Aim of the task
Search the records for the string "false" and report how many lines contain it, with nothing else.

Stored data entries
- - - -

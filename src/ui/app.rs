//! Interactive application state.
//!
//! `App` owns the tree, the flattened rows, the cursor, the view-layer
//! selection, and the progress mirror for the running batch. It is mutated
//! exclusively by the event loop: batch worker units never touch it, they
//! only produce `BatchEvent`s that the loop feeds into `apply_event`.
//!
//! Rows are always regenerated from the tree rather than patched, with the
//! selection re-applied by path identity afterwards; selection is dropped
//! entirely when a batch finishes.

use std::collections::HashSet;

use crate::models::{BatchEvent, OpKind, OpResult, OpStatus};
use crate::tree::{DisplayRow, Tree, flatten};

#[derive(Debug, Clone, Copy, PartialEq, Eq)]
pub enum Mode {
    Browse,
    ConfirmRemove,
}

/// Render-ready progress for the batch in flight.
#[derive(Debug, Clone, Copy)]
pub struct BatchProgress {
    pub kind: OpKind,
    pub total: usize,
    pub completed: usize,
}

pub struct App {
    tree: Tree,
    rows: Vec<DisplayRow>,
    pub cursor: usize,
    pub mode: Mode,
    pub status_line: Option<String>,
    pub batch: Option<BatchProgress>,
    /// Result log of the current or most recent batch, in arrival order.
    pub results: Vec<OpResult>,
    /// Targets awaiting the remove confirmation.
    pub pending_removal: Vec<String>,
}

impl App {
    pub fn new(tree: Tree) -> Self {
        let rows = flatten(&tree);
        Self {
            tree,
            rows,
            cursor: 0,
            mode: Mode::Browse,
            status_line: None,
            batch: None,
            results: Vec::new(),
            pending_removal: Vec::new(),
        }
    }

    pub fn rows(&self) -> &[DisplayRow] {
        &self.rows
    }

    pub fn current_row(&self) -> Option<&DisplayRow> {
        self.rows.get(self.cursor)
    }

    pub fn batch_running(&self) -> bool {
        self.batch.is_some()
    }

    pub fn move_up(&mut self) {
        self.cursor = self.cursor.saturating_sub(1);
    }

    pub fn move_down(&mut self) {
        if self.cursor + 1 < self.rows.len() {
            self.cursor += 1;
        }
    }

    /// Toggle the view-layer selection flag on the cursor row.
    pub fn toggle_selected(&mut self) {
        if let Some(row) = self.rows.get_mut(self.cursor) {
            row.selected = !row.selected;
        }
    }

    /// Select every currently visible row. Collapsed descendants are not
    /// touched; selection scope matches what the user can see.
    pub fn select_all(&mut self) {
        for row in &mut self.rows {
            row.selected = true;
        }
    }

    pub fn select_none(&mut self) {
        for row in &mut self.rows {
            row.selected = false;
        }
    }

    pub fn selection_count(&self) -> usize {
        self.rows.iter().filter(|r| r.selected).count()
    }

    /// Full paths of selected repository rows; organizational rows are
    /// never batch targets even when selected.
    pub fn selected_repositories(&self) -> Vec<String> {
        self.rows
            .iter()
            .filter(|r| r.selected && r.is_repository)
            .map(|r| r.full_path.clone())
            .collect()
    }

    /// Batch targets for a key press: the selection when present, else the
    /// repository under the cursor.
    pub fn batch_targets(&self) -> Vec<String> {
        let selected = self.selected_repositories();
        if !selected.is_empty() {
            return selected;
        }
        self.current_row()
            .filter(|r| r.is_repository)
            .map(|r| vec![r.full_path.clone()])
            .unwrap_or_default()
    }

    /// Expand or collapse the node under the cursor, keeping the cursor on
    /// the same node afterwards.
    pub fn set_expanded(&mut self, expand: bool) {
        let Some(row) = self.rows.get(self.cursor) else {
            return;
        };
        let (id, path) = (row.id, row.full_path.clone());
        if !self.tree.set_expanded(id, expand) {
            return;
        }

        self.rebuild_rows(true);
        if let Some(pos) = self.rows.iter().position(|r| r.full_path == path) {
            self.cursor = pos;
        }
    }

    pub fn begin_batch(&mut self, kind: OpKind, total: usize) {
        self.batch = Some(BatchProgress {
            kind,
            total,
            completed: 0,
        });
        self.results.clear();
        self.status_line = None;
    }

    /// Apply one coordinator message. This is the only place operation
    /// state reaches the tree.
    pub fn apply_event(&mut self, event: BatchEvent) {
        match event {
            BatchEvent::TargetPending { target } => {
                self.tree.set_status(
                    &target,
                    OpStatus::Pending,
                    Some("Operation in progress...".to_string()),
                );
                self.rebuild_rows(true);
            }
            BatchEvent::TargetDone { result } => {
                let status = if result.success {
                    OpStatus::Success
                } else {
                    OpStatus::Failed
                };
                self.tree
                    .set_status(&result.target, status, Some(result.message.clone()));
                if let Some(batch) = &mut self.batch {
                    batch.completed += 1;
                }
                self.results.push(result);
                self.rebuild_rows(true);
            }
            BatchEvent::BatchFinished { summary } => {
                self.status_line = Some(summary.to_string());
                self.batch = None;
                // Selection is cleared once the batch is over.
                self.rebuild_rows(false);
            }
        }
    }

    pub fn failed_results(&self) -> Vec<&OpResult> {
        self.results.iter().filter(|r| !r.success).collect()
    }

    /// Re-flatten the tree. Selection is carried across by path identity
    /// when `keep_selection` is set; the cursor is clamped to the new row
    /// count either way.
    fn rebuild_rows(&mut self, keep_selection: bool) {
        let selected: HashSet<String> = if keep_selection {
            self.rows
                .iter()
                .filter(|r| r.selected)
                .map(|r| r.full_path.clone())
                .collect()
        } else {
            HashSet::new()
        };

        self.rows = flatten(&self.tree);
        for row in &mut self.rows {
            row.selected = selected.contains(&row.full_path);
        }
        if self.cursor >= self.rows.len() {
            self.cursor = self.rows.len().saturating_sub(1);
        }
    }
}

#[cfg(test)]
mod tests {
    use super::*;
    use crate::models::{BatchSummary, RepoEntry};

    fn sample_app() -> App {
        App::new(Tree::build(vec![
            RepoEntry::repository("github.com/alice/foo"),
            RepoEntry::repository("github.com/alice/bar"),
            RepoEntry::repository("gitlab.com/bob/baz"),
            RepoEntry::directory("github.com"),
            RepoEntry::directory("github.com/alice"),
            RepoEntry::directory("gitlab.com"),
            RepoEntry::directory("gitlab.com/bob"),
        ]))
    }

    fn row_index(app: &App, path: &str) -> usize {
        app.rows().iter().position(|r| r.full_path == path).unwrap()
    }

    fn expand_owner(app: &mut App, path: &str) {
        app.cursor = row_index(app, path);
        app.set_expanded(true);
    }

    #[test]
    fn select_all_applies_to_visible_rows_only() {
        let mut app = sample_app();
        // Owners are collapsed, so repositories are hidden.
        app.select_all();
        assert!(app.selected_repositories().is_empty());

        expand_owner(&mut app, "github.com/alice");
        app.select_all();
        let mut repos = app.selected_repositories();
        repos.sort();
        assert_eq!(repos, vec!["github.com/alice/bar", "github.com/alice/foo"]);
    }

    #[test]
    fn selection_survives_status_rebuilds() {
        let mut app = sample_app();
        expand_owner(&mut app, "github.com/alice");
        app.cursor = row_index(&app, "github.com/alice/foo");
        app.toggle_selected();

        app.apply_event(BatchEvent::TargetPending {
            target: "github.com/alice/foo".to_string(),
        });

        assert_eq!(app.selected_repositories(), vec!["github.com/alice/foo"]);
        let row = &app.rows()[row_index(&app, "github.com/alice/foo")];
        assert_eq!(row.status, OpStatus::Pending);
    }

    #[test]
    fn selection_is_cleared_when_a_batch_finishes() {
        let mut app = sample_app();
        expand_owner(&mut app, "github.com/alice");
        app.select_all();
        assert!(app.selection_count() > 0);

        app.begin_batch(OpKind::Update, 2);
        app.apply_event(BatchEvent::BatchFinished {
            summary: BatchSummary {
                succeeded: 2,
                failed: 0,
            },
        });

        assert_eq!(app.selection_count(), 0);
        assert!(!app.batch_running());
        assert!(app.status_line.as_deref().unwrap().contains("2"));
    }

    #[test]
    fn batch_targets_fall_back_to_cursor_repository() {
        let mut app = sample_app();
        expand_owner(&mut app, "gitlab.com/bob");
        app.cursor = row_index(&app, "gitlab.com/bob/baz");
        assert_eq!(app.batch_targets(), vec!["gitlab.com/bob/baz"]);

        // An organizational row under the cursor yields no targets.
        app.cursor = row_index(&app, "gitlab.com");
        assert!(app.batch_targets().is_empty());
    }

    #[test]
    fn done_events_advance_progress_and_log_results() {
        let mut app = sample_app();
        app.begin_batch(OpKind::Update, 2);

        app.apply_event(BatchEvent::TargetDone {
            result: OpResult {
                target: "github.com/alice/foo".to_string(),
                success: false,
                message: "Permission denied - check credentials".to_string(),
            },
        });

        assert_eq!(app.batch.unwrap().completed, 1);
        assert_eq!(app.failed_results().len(), 1);
    }

    #[test]
    fn expansion_keeps_cursor_on_the_same_node() {
        let mut app = sample_app();
        app.cursor = row_index(&app, "gitlab.com/bob");
        app.set_expanded(true);
        assert_eq!(app.current_row().unwrap().full_path, "gitlab.com/bob");

        app.set_expanded(false);
        assert_eq!(app.current_row().unwrap().full_path, "gitlab.com/bob");
    }

    #[test]
    fn expanding_a_leaf_changes_nothing() {
        let mut app = sample_app();
        expand_owner(&mut app, "github.com/alice");
        let before: Vec<String> = app.rows().iter().map(|r| r.full_path.clone()).collect();

        app.cursor = row_index(&app, "github.com/alice/foo");
        app.set_expanded(true);

        let after: Vec<String> = app.rows().iter().map(|r| r.full_path.clone()).collect();
        assert_eq!(before, after);
    }
}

- - - -

Answer box
4